Requirements
- 5+ years of professional experience in local GPU deployment, profiling, and optimization.
- BS or MS degree in Computer Science, Engineering, or related degree.
- Strong proficiency in C/C++, Python, software design, programming techniques.
- Familiarity with and development experience on the Windows operating system.
- Proven theoretical understanding of Transformer architectures, specifically LLMs and Generative AI, and convolutional neural networks.
- Experience working with open-source LLM and GenAI software, e.g., PyTorch or llama.cpp.
- Experience with CUDA and NVIDIA's Nsight GPU profiling and debugging suite.
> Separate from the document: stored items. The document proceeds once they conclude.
//! The screening stage machine.
//!
//! [`StageMachine::advance`] is a pure transition `(Session, utterance) →
//! (Session, Outcome)`. Before any stage-specific handling two global checks
//! run, in order:
//!
//! 1. An exit keyword (`exit`, `bye`, `quit`) ends the conversation.
//! 2. An utterance containing `?` is an interjection for the question
//!    answering collaborator.
//!
//! Neither check touches the session. Otherwise the current stage's handler,
//! picked by an exhaustive match, captures data and moves the stage forward.
//!
//! | Stage | Captures | Next |
//! |-------|----------|------|
//! | greeting | nothing | name |
//! | name | raw name | email |
//! | email | masked email (re-prompts if invalid) | phone |
//! | phone | masked phone (re-prompts if invalid) | experience |
//! | experience | raw | position |
//! | position | raw | location |
//! | location | raw | tech |
//! | tech | raw, generates questions | qa |
//! | qa | score per answer | qa / done |
//! | done | nothing | done |

use tracing::{debug, info};

use crate::config::ScreeningConfig;
use crate::masking::{mask_email, mask_phone};
use crate::questions::generate_questions;
use crate::session::{Field, Session, Stage};
use crate::validators::{valid_email, valid_phone};

/// Words that end the conversation at any stage.
pub const EXIT_KEYWORDS: [&str; 3] = ["exit", "bye", "quit"];

/// Fixed reply texts, in the working language.
pub mod replies {
    pub const FAREWELL: &str = "🙏 Thank you for your time. We will contact you soon.";
    pub const GREETING: &str = "Hello 👋 Welcome to TalentScout!\nWhat is your full name?";
    pub const ASK_EMAIL: &str = "Enter your email address:";
    pub const INVALID_EMAIL: &str = "Invalid email. Try again:";
    pub const ASK_PHONE: &str = "Enter your phone number:";
    pub const INVALID_PHONE: &str = "Invalid phone number. Try again:";
    pub const ASK_EXPERIENCE: &str = "Years of experience?";
    pub const ASK_POSITION: &str = "Desired position?";
    pub const ASK_LOCATION: &str = "Current location?";
    pub const ASK_TECH: &str = "Enter your tech stack (comma separated):";
    pub const ACKNOWLEDGE: &str = "Thank you 🙏 You may ask any further questions.";
}

/// Prefix put in front of an interjection before it reaches the model.
pub const ANSWER_PROMPT_PREFIX: &str = "Answer this question clearly: ";

/// What the caller should do after a turn.
#[derive(Debug, Clone, PartialEq, Eq)]
pub enum Outcome {
    /// Show this reply. The session may have moved on.
    Reply(String),

    /// Forward `prompt` to the question answering collaborator and show its
    /// answer. The session is unchanged.
    Interjection { prompt: String },

    /// Show this reply and accept no further turns. The session is unchanged.
    Farewell(String),

    /// Blank input. Nothing to show, session unchanged.
    ///
    /// Whitespace-only input counts as blank, so a run of spaces is never
    /// stored as a name or scored as an answer.
    Ignored,
}

impl Outcome {
    /// The reply text, when the machine produced one itself.
    pub fn reply(&self) -> Option<&str> {
        match self {
            Outcome::Reply(text) | Outcome::Farewell(text) => Some(text),
            Outcome::Interjection { .. } | Outcome::Ignored => None,
        }
    }

    pub fn is_farewell(&self) -> bool {
        matches!(self, Outcome::Farewell(_))
    }
}

/// Check for an exit keyword, ignoring case and surrounding whitespace.
pub fn is_exit_keyword(utterance: &str) -> bool {
    let normalized = utterance.trim().to_lowercase();
    EXIT_KEYWORDS.contains(&normalized.as_str())
}

/// Build the question answering prompt for an interjection.
pub fn answer_prompt(question: &str) -> String {
    format!("{}{}", ANSWER_PROMPT_PREFIX, question)
}

type Handler = fn(&StageMachine, &mut Session, &str) -> String;

/// Drives a [`Session`] through the screening flow.
#[derive(Debug, Clone, Default)]
pub struct StageMachine {
    config: ScreeningConfig,
}

impl StageMachine {
    pub fn new(config: ScreeningConfig) -> Self {
        Self { config }
    }

    pub fn config(&self) -> &ScreeningConfig {
        &self.config
    }

    /// Process one utterance in the working language.
    pub fn advance(&self, mut session: Session, utterance: &str) -> (Session, Outcome) {
        if utterance.trim().is_empty() {
            return (session, Outcome::Ignored);
        }

        if is_exit_keyword(utterance) {
            info!(stage = %session.stage, "Candidate ended the conversation");
            return (session, Outcome::Farewell(replies::FAREWELL.to_string()));
        }

        if utterance.contains('?') {
            debug!(stage = %session.stage, "Interjection routed to question answering");
            return (
                session,
                Outcome::Interjection {
                    prompt: answer_prompt(utterance),
                },
            );
        }

        let from = session.stage;
        let reply = Self::handler(from)(self, &mut session, utterance);
        debug!(from = %from, to = %session.stage, "Stage transition");

        (session, Outcome::Reply(reply))
    }

    /// Dispatch table from stage to handler.
    fn handler(stage: Stage) -> Handler {
        match stage {
            Stage::Greeting => Self::on_greeting,
            Stage::Name => Self::on_name,
            Stage::Email => Self::on_email,
            Stage::Phone => Self::on_phone,
            Stage::Experience => Self::on_experience,
            Stage::Position => Self::on_position,
            Stage::Location => Self::on_location,
            Stage::Tech => Self::on_tech,
            Stage::Qa => Self::on_answer,
            Stage::Done => Self::on_done,
        }
    }

    fn on_greeting(&self, session: &mut Session, _utterance: &str) -> String {
        session.stage = Stage::Name;
        replies::GREETING.to_string()
    }

    fn on_name(&self, session: &mut Session, utterance: &str) -> String {
        capture(session, utterance);
        replies::ASK_EMAIL.to_string()
    }

    fn on_email(&self, session: &mut Session, utterance: &str) -> String {
        let email = utterance.trim();
        if !valid_email(email) {
            debug!("Rejected email address");
            return replies::INVALID_EMAIL.to_string();
        }

        capture(session, mask_email(email));
        replies::ASK_PHONE.to_string()
    }

    fn on_phone(&self, session: &mut Session, utterance: &str) -> String {
        let phone = utterance.trim();
        if !valid_phone(phone) {
            debug!("Rejected phone number");
            return replies::INVALID_PHONE.to_string();
        }

        capture(session, mask_phone(phone));
        replies::ASK_EXPERIENCE.to_string()
    }

    fn on_experience(&self, session: &mut Session, utterance: &str) -> String {
        capture(session, utterance);
        replies::ASK_POSITION.to_string()
    }

    fn on_position(&self, session: &mut Session, utterance: &str) -> String {
        capture(session, utterance);
        replies::ASK_LOCATION.to_string()
    }

    fn on_location(&self, session: &mut Session, utterance: &str) -> String {
        capture(session, utterance);

        let candidate = &session.candidate;
        format!(
            "Details captured:\nEmail: {}\nPhone: {}\n\n{}",
            candidate.get(Field::Email).unwrap_or_default(),
            candidate.get(Field::Phone).unwrap_or_default(),
            replies::ASK_TECH
        )
    }

    fn on_tech(&self, session: &mut Session, utterance: &str) -> String {
        capture(session, utterance);
        session.questions = generate_questions(utterance);
        session.question_index = 0;
        info!(questions = session.questions.len(), "Interview questions generated");

        match session.questions.first() {
            Some(first) => first.clone(),
            None => self.complete(session),
        }
    }

    fn on_answer(&self, session: &mut Session, _utterance: &str) -> String {
        session.score = session.score.saturating_add(self.config.points_per_answer);
        session.question_index += 1;

        match session.questions.get(session.question_index) {
            Some(next) => next.clone(),
            None => self.complete(session),
        }
    }

    fn on_done(&self, _session: &mut Session, _utterance: &str) -> String {
        replies::ACKNOWLEDGE.to_string()
    }

    fn complete(&self, session: &mut Session) -> String {
        session.stage = Stage::Done;
        info!(score = session.score, "Interview completed");

        format!(
            "🎉 Interview completed!\nFinal Score: {}/{}\n\nThank you for applying. You may ask any question now.",
            session.score,
            self.config.max_score(session.questions.len())
        )
    }
}

/// Store the field the current stage captures and move to the next stage.
fn capture(session: &mut Session, value: impl Into<String>) {
    if let Some(field) = session.stage.captures() {
        session.candidate.record(field, value);
    }
    session.stage = session.stage.next();
}
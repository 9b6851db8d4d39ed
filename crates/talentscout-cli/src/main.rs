use anyhow::{Context, Result};
use clap::{Parser, Subcommand};
use std::path::PathBuf;

use talentscout_core::{generate_questions, Language};
use talentscout_runtime::{ProviderRegistry, ScreeningRuntime};

mod chat;
mod settings;

use settings::Settings;

#[derive(Parser)]
#[command(name = "talentscout")]
#[command(about = "TalentScout hiring assistant - conversational candidate screening", long_about = None)]
#[command(version)]
struct Cli {
    #[command(subcommand)]
    command: Commands,
}

#[derive(Subcommand)]
enum Commands {
    /// Run an interactive screening conversation
    Chat {
        /// Display language: en, ta or hi
        #[arg(short, long, default_value = "en")]
        language: Language,

        /// YAML config file with screening and runtime sections
        #[arg(short, long)]
        config: Option<PathBuf>,

        /// Write the transcript as JSON when the conversation ends
        #[arg(short, long)]
        transcript: Option<PathBuf>,
    },

    /// Print the interview questions for a comma-separated tech stack
    Questions {
        /// e.g. "Python, Go"
        stack: String,
    },

    /// Validate a config file
    CheckConfig {
        file: PathBuf,
    },
}

#[tokio::main]
async fn main() -> Result<()> {
    tracing_subscriber::fmt()
        .with_env_filter(
            tracing_subscriber::EnvFilter::try_from_default_env()
                .unwrap_or_else(|_| tracing_subscriber::EnvFilter::new("talentscout=info")),
        )
        .with_writer(std::io::stderr)
        .init();

    let cli = Cli::parse();

    match cli.command {
        Commands::Chat {
            language,
            config,
            transcript,
        } => {
            let settings = match config {
                Some(path) => Settings::load(&path)?,
                None => Settings::default(),
            };
            let runtime = ScreeningRuntime::from_config(
                settings.runtime,
                settings.screening,
                &ProviderRegistry::with_defaults(),
            )
            .context("failed to build runtime")?;

            chat::run(&runtime, language, transcript.as_deref()).await?;
        }
        Commands::Questions { stack } => {
            for (i, question) in generate_questions(&stack).iter().enumerate() {
                println!("{}. {}", i + 1, question);
            }
        }
        Commands::CheckConfig { file } => {
            let settings = Settings::load(&file)?;
            if let Some(provider) = &settings.runtime.provider {
                ProviderRegistry::with_defaults()
                    .validate(&provider.provider_type, &provider.settings)
                    .with_context(|| format!("provider '{}' is misconfigured", provider.provider_type))?;
            }
            println!(
                "{} is valid (max {} points per question, {} per answer)",
                file.display(),
                settings.screening.max_points_per_question,
                settings.screening.points_per_answer
            );
        }
    }

    Ok(())
}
- Strong verbal and written communication skills in English and organization skills, with a logical approach to problem-solving, time management, and task prioritization skills.
- Excellent interpersonal skills.
- Some travel required for conferences and on-site visits with external partners.
Nice to Haves
- Experience with GPU-accelerated AI inference driven by NVIDIA APIs, specifically cuDNN, CUTLASS, TensorRT.
- Confirmed expert knowledge in Vulkan and / or DX12.
- Familiarity with WSL2, Docker.
- Detailed knowledge of the latest generation GPU architectures.
- Experience with AI deployment on NPUs and ARM architectures.
What You'll Be Doing
- Improve Windows LLM & GenAI user experience on NVIDIA RTX by working on feature and performance enhancements of OSS software, including but not limited to projects like PyTorch, llama.cpp, ComfyUI.
- Engage with internal product teams and external OSS maintainers to align on and prioritize OSS enhancements.
- Work closely with internal engineering teams and external app developers on solving local end-to-end LLM & Generative AI GPU deployment challenges, using techniques like quantization or distillation.
- Apply powerful profiling and debugging tools for analyzing most demanding GPU-accelerated end-to-end AI applications to detect insufficient GPU utilization resulting in suboptimal runtime performance.
- Conduct hands-on training, develop sample code and host presentations to provide guidance on efficient end-to-end AI deployment targeting optimal runtime performance.
- Guide developers of AI applications applying methodologies for efficient adoption of DL frameworks targeting maximal utilization of GPU Tensor Cores for the best possible inference performance.
- Collaborate with GPU driver and architecture teams as well as NVIDIA research to influence next generation GPU features by providing real-world workflows and giving feedback on partner and customer needs.
Perks and Benefits
NVIDIA is at the forefront of breakthroughs in Artificial Intelligence, High-Performance Computing, and Visualization. Our teams are composed of driven, innovative professionals dedicated to pushing the boundaries of technology. We offer highly competitive salaries, an extensive benefits package, and a work environment that promotes diversity, inclusion, and flexibility. As an equal opportunity employer, we are committed to fostering a supportive and empowering workplace for all.